#### MATERIAL SHOWN ####
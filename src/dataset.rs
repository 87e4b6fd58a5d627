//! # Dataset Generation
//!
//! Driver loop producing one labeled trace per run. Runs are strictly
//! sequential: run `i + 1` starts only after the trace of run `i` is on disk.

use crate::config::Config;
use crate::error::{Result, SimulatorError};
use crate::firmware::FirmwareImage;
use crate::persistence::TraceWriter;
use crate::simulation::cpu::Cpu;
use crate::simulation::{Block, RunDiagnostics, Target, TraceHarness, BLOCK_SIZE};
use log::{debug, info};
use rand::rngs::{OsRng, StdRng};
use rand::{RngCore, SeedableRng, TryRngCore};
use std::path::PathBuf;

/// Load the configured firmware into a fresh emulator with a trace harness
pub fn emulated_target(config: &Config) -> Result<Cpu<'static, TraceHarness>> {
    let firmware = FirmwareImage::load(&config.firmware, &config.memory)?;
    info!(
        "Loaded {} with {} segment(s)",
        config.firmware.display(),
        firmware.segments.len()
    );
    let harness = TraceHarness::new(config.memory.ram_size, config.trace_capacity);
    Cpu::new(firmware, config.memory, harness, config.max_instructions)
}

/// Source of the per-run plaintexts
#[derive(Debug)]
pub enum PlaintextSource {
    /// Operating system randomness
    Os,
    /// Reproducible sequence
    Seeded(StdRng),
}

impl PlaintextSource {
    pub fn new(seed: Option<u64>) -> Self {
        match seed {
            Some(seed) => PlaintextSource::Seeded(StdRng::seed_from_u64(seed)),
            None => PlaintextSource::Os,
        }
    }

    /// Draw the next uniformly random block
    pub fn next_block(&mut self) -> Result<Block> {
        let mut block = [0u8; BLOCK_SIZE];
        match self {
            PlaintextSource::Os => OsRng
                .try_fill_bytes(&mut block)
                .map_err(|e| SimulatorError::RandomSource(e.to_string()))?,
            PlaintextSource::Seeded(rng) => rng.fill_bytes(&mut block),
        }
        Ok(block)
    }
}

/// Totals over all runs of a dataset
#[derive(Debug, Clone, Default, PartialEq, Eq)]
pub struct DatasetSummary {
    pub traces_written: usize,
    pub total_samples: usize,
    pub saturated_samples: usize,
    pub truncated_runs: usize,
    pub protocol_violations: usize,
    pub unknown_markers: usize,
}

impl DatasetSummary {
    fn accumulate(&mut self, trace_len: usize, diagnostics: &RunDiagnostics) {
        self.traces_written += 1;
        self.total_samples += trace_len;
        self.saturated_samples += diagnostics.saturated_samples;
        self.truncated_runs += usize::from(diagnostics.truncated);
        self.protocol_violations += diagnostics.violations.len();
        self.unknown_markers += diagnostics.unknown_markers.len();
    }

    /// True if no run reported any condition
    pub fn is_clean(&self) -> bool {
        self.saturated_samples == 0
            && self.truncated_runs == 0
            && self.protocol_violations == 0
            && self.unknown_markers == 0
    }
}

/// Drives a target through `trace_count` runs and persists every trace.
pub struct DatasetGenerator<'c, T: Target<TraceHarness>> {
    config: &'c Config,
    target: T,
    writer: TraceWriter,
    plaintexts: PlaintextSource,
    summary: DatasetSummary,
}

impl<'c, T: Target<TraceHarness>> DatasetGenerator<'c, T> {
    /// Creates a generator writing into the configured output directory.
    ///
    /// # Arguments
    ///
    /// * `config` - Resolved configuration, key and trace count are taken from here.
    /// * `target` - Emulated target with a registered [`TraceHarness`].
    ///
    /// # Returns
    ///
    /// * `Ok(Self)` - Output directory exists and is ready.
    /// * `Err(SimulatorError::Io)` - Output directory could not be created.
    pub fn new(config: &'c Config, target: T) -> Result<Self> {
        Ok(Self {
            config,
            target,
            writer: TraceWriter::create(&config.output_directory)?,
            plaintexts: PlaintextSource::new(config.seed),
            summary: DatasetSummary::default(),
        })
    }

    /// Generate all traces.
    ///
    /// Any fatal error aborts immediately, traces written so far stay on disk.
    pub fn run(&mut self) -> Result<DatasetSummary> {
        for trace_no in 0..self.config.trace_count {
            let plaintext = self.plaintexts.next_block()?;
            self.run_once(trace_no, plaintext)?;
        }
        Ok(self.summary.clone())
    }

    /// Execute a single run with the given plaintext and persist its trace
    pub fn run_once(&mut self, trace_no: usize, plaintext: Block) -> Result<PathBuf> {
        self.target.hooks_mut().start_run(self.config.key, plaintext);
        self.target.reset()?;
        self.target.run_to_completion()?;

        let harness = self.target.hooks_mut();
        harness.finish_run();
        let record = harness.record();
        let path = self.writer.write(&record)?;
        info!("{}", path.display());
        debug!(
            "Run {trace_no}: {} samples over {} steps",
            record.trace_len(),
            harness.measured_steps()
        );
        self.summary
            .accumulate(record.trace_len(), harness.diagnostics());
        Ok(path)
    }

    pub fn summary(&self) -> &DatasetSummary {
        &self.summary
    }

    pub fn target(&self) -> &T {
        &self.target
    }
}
####
* TASK DETAILS *
Only the lines that contain the string "PathBuf" should be copied from the entries above.

* ANSWER FOR THE TASK *
use std::path::PathBuf;
    pub fn run_once(&mut self, trace_no: usize, plaintext: Block) -> Result<PathBuf> {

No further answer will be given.